Abstract

This chapter observes the phylogenetic axis of hardware bioinspired systems, most known as evolvable hardware (EHW). The scope of EHW covers diverse areas ranging from analog circuits to antenna design, but this chapter focuses on the evolution of digital circuits using reconfigurable computing devices, more precisely, field-programmable gate arrays (FPGAs). EHW has been shown to be effective at finding solutions for real-world applications. Additionally, some solutions have proven to perform better than their engineered counterparts. On the other hand, EHW generally performs poorly, as a system-level solution: Microprocessor architectures, for example, are not among evolution results. As a matter of fact, evolution works better when the target is a complex cellular architecture: cellular automata, neural networks, or gate arrays. This chapter focuses on evolving silicon circuits, which constitute the main developments achieved by the EHW community. However, other types of substrates have been evolved that extend the domain and represent new directions for evolvable hardware. FPGAs present two major problems that include the genome's length on the order of tens of thousands of bits, rendering evolution practically impossible using current technology, and within the circuit space, consisting of all representable circuits, many circuits are invalid.
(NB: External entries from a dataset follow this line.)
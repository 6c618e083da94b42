use crate::Result;

/// Initialize logging/tracing for the bot.
pub fn init(service_name: &str) -> Result<()> {
    use tracing_subscriber::{fmt, EnvFilter};

    // Default: info for our crates, warn for everything else.
    // Can be overridden with `RUST_LOG`.
    let filter = EnvFilter::try_from_default_env().unwrap_or_else(|_| {
        EnvFilter::new(format!("info,ucb=info,ucb_core=info,{service_name}=info"))
    });

    fmt()
        .with_env_filter(filter)
        .with_target(false)
        .with_ansi(true)
        .init();

    Ok(())
}
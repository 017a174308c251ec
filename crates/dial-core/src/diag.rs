//! Resolution diagnostics: deprecated document shapes and missing seed data.
//!
//! The resolver reports through an injected [`DiagnosticSink`] rather than a
//! process-wide logger, so hosts can capture diagnostics and tests can assert
//! on them. [`LogSink`] is the operator-facing default.

use tracing::warn;

/// A single diagnostic produced while resolving a dial document.
#[derive(Debug, Clone, PartialEq, Eq)]
pub enum Diagnostic {
    /// A deprecated leaf property was used instead of its typed replacement.
    DeprecatedProperty {
        deprecated: String,
        replacement: String,
    },
    /// A deprecated flat child list was used instead of the container form.
    DeprecatedChild {
        deprecated: String,
        container: String,
    },
    /// No tabular data was available to seed the dial value.
    NoData,
}

pub trait DiagnosticSink {
    fn report(&mut self, diagnostic: Diagnostic);
}

/// Forwards diagnostics to the `tracing` logger.
#[derive(Debug, Clone, Copy, Default)]
pub struct LogSink;

impl DiagnosticSink for LogSink {
    fn report(&mut self, diagnostic: Diagnostic) {
        match diagnostic {
            Diagnostic::DeprecatedProperty {
                deprecated,
                replacement,
            } => {
                warn!("property '{deprecated}' is deprecated, use '{replacement}' instead");
                warn!("property '{deprecated}' will not validate against the schema");
            }
            Diagnostic::DeprecatedChild {
                deprecated,
                container,
            } => {
                warn!("child '{deprecated}' is deprecated, nest it under '{container}' instead");
                warn!("child '{deprecated}' will not validate against the schema");
            }
            Diagnostic::NoData => warn!("no data available to seed the dial value"),
        }
    }
}

/// Records diagnostics for later inspection.
#[derive(Debug, Clone, Default)]
pub struct RecordingSink {
    pub diagnostics: Vec<Diagnostic>,
}

impl DiagnosticSink for RecordingSink {
    fn report(&mut self, diagnostic: Diagnostic) {
        self.diagnostics.push(diagnostic);
    }
}
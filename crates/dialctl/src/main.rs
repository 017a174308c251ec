use std::fs;
use std::path::PathBuf;

use anyhow::{Context, Result};
use clap::{ArgAction, Parser, Subcommand};
use serde::Serialize;
use tracing_subscriber::EnvFilter;

use dial_core::{
    Color, DialConfiguration, DialResolver, DialShape, Diagnostic, Paint, RecordingSink,
    RenderContext,
};

#[derive(Parser, Debug)]
#[command(name = "dialctl", version, about = "Dial widget definition CLI")]
struct Cli {
    /// Increase verbosity (-v, -vv, -vvv)
    #[arg(short, long, action = ArgAction::Count)]
    verbose: u8,
    /// Output JSON where applicable
    #[arg(long)]
    json: bool,
    #[command(subcommand)]
    cmd: Cmd,
}

#[derive(Subcommand, Debug)]
enum Cmd {
    /// Parse and resolve a dial definition file
    Resolve {
        file: PathBuf,
        /// Value shown by the needle
        #[arg(long, default_value_t = 0.0)]
        value: f64,
        #[arg(long, default_value_t = 200)]
        width: i32,
        #[arg(long, default_value_t = 200)]
        height: i32,
        /// Root directory for texture image references
        #[arg(long)]
        solution_root: Option<PathBuf>,
    },
}

fn main() -> Result<()> {
    let Cli { verbose, json, cmd } = Cli::parse();

    let level = match verbose {
        0 => "info",
        1 => "debug",
        _ => "trace",
    };
    tracing_subscriber::fmt()
        .with_env_filter(EnvFilter::new(
            std::env::var("RUST_LOG").unwrap_or_else(|_| level.into()),
        ))
        .with_target(false)
        .init();

    match cmd {
        Cmd::Resolve {
            file,
            value,
            width,
            height,
            solution_root,
        } => run_resolve(file, value, width, height, solution_root, json),
    }
}

fn run_resolve(
    file: PathBuf,
    value: f64,
    width: i32,
    height: i32,
    solution_root: Option<PathBuf>,
    json: bool,
) -> Result<()> {
    let xml = fs::read_to_string(&file).with_context(|| format!("read {}", file.display()))?;
    let context = RenderContext { solution_root };
    let mut sink = RecordingSink::default();
    let config = DialResolver::new(width, height, &context, &mut sink)
        .resolve_str(&xml, value)
        .with_context(|| format!("resolve dial definition {}", file.display()))?;

    if json {
        let report = Report::new(&config, &sink.diagnostics);
        println!("{}", serde_json::to_string_pretty(&report)?);
    } else {
        print_summary(&config, &sink.diagnostics);
    }
    Ok(())
}

#[derive(Debug, Serialize)]
struct Report {
    value: f64,
    minimum: f64,
    maximum: f64,
    range_limited: bool,
    units: Option<String>,
    dial_shape: &'static str,
    tick_size: i32,
    intervals: Vec<IntervalReport>,
    subtitles: Vec<String>,
    diagnostics: Vec<String>,
}

#[derive(Debug, Serialize)]
struct IntervalReport {
    label: String,
    minimum: f64,
    maximum: f64,
    outline: String,
    outline_width: f32,
    fill: Option<String>,
}

impl Report {
    fn new(config: &DialConfiguration, diagnostics: &[Diagnostic]) -> Self {
        Report {
            value: config.range.value(),
            minimum: config.range.minimum(),
            maximum: config.range.maximum(),
            range_limited: config.range.range_limited(),
            units: config.units.clone(),
            dial_shape: shape_name(config.dial_shape),
            tick_size: config.tick_size,
            intervals: config
                .range
                .intervals()
                .iter()
                .map(|interval| IntervalReport {
                    label: interval.label.clone(),
                    minimum: interval.range.lower,
                    maximum: interval.range.upper,
                    outline: color_hex(interval.outline),
                    outline_width: interval.outline_width,
                    fill: interval.fill.as_ref().map(paint_text),
                })
                .collect(),
            subtitles: config.subtitles.clone(),
            diagnostics: diagnostics.iter().map(diagnostic_text).collect(),
        }
    }
}

fn print_summary(config: &DialConfiguration, diagnostics: &[Diagnostic]) {
    println!(
        "value {} in [{}, {}] ({})",
        config.range.value(),
        config.range.minimum(),
        config.range.maximum(),
        if config.range.range_limited() {
            "clamped"
        } else {
            "auto-expand"
        },
    );
    if let Some(units) = &config.units {
        println!("units: {units}");
    }
    println!(
        "shape {}, tick size {}",
        shape_name(config.dial_shape),
        config.tick_size
    );
    for interval in config.range.intervals() {
        println!(
            "interval '{}' [{}, {}] outline {}",
            interval.label,
            interval.range.lower,
            interval.range.upper,
            color_hex(interval.outline),
        );
    }
    for subtitle in &config.subtitles {
        println!("subtitle: {subtitle}");
    }
    for diagnostic in diagnostics {
        println!("warning: {}", diagnostic_text(diagnostic));
    }
}

fn shape_name(shape: DialShape) -> &'static str {
    match shape {
        DialShape::Circle => "circle",
        DialShape::Chord => "chord",
        DialShape::Pie => "pie",
    }
}

fn color_hex(color: Color) -> String {
    format!("#{:02X}{:02X}{:02X}", color.r, color.g, color.b)
}

fn paint_text(paint: &Paint) -> String {
    match paint {
        Paint::Solid(color) => color_hex(*color),
        Paint::Texture(texture) => format!("texture({})", texture.image.display()),
        Paint::Gradient(gradient) => format!(
            "gradient({}..{})",
            color_hex(gradient.start),
            color_hex(gradient.end)
        ),
    }
}

fn diagnostic_text(diagnostic: &Diagnostic) -> String {
    match diagnostic {
        Diagnostic::DeprecatedProperty {
            deprecated,
            replacement,
        } => format!("property '{deprecated}' is deprecated, use '{replacement}' instead"),
        Diagnostic::DeprecatedChild {
            deprecated,
            container,
        } => format!("child '{deprecated}' is deprecated, nest it under '{container}' instead"),
        Diagnostic::NoData => "no data available to seed the dial value".to_string(),
    }
}

#[cfg(test)]
mod tests {
    use super::*;

    #[test]
    fn parse_resolve_defaults() {
        let cli = Cli::parse_from(["dialctl", "resolve", "speed.dial.xml"]);
        match cli.cmd {
            Cmd::Resolve {
                file,
                value,
                width,
                height,
                ..
            } => {
                assert_eq!(file, PathBuf::from("speed.dial.xml"));
                assert_eq!(value, 0.0);
                assert_eq!((width, height), (200, 200));
            }
        }
        assert!(!cli.json);
    }

    #[test]
    fn parse_resolve_flags() {
        let cli = Cli::parse_from([
            "dialctl",
            "--json",
            "-vv",
            "resolve",
            "speed.dial.xml",
            "--value",
            "37.5",
            "--solution-root",
            "/srv/solutions",
        ]);
        assert!(cli.json);
        assert_eq!(cli.verbose, 2);
        match cli.cmd {
            Cmd::Resolve {
                value,
                solution_root,
                ..
            } => {
                assert_eq!(value, 37.5);
                assert_eq!(solution_root, Some(PathBuf::from("/srv/solutions")));
            }
        }
    }

    #[test]
    fn report_from_resolved_definition() {
        let xml = r#"
            <dial>
                <units>rpm</units>
                <background-color>white</background-color>
                <intervals>
                    <interval>
                        <label>redline</label>
                        <minimum>6000</minimum>
                        <maximum>8000</maximum>
                        <text-color>red</text-color>
                    </interval>
                </intervals>
            </dial>
        "#;
        let context = RenderContext::default();
        let mut sink = RecordingSink::default();
        let config = DialResolver::new(200, 200, &context, &mut sink)
            .resolve_str(xml, 7000.0)
            .expect("resolve");
        let report = Report::new(&config, &sink.diagnostics);
        assert_eq!(report.units.as_deref(), Some("rpm"));
        assert_eq!(report.intervals.len(), 1);
        assert_eq!(report.intervals[0].outline, "#FF0000");
        assert_eq!(report.diagnostics.len(), 1);
        let json = serde_json::to_string(&report).expect("serialize");
        assert!(json.contains("redline"));
    }
}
With the introduction of the Xilinx XC6200 family of FPGAs, these problems are reduced. As with previous FPGA families, there was a direct correspondence between the bit string of a cell and the actual logic circuit. However, because the XC6200 was completely multiplexer-based, the result was always a viable system with no short circuits. Moreover, as opposed to previous FPGAs where the entire system had to be configured, the XC6200 family permitted the separate configuration of each cell, which was markedly faster and more flexible.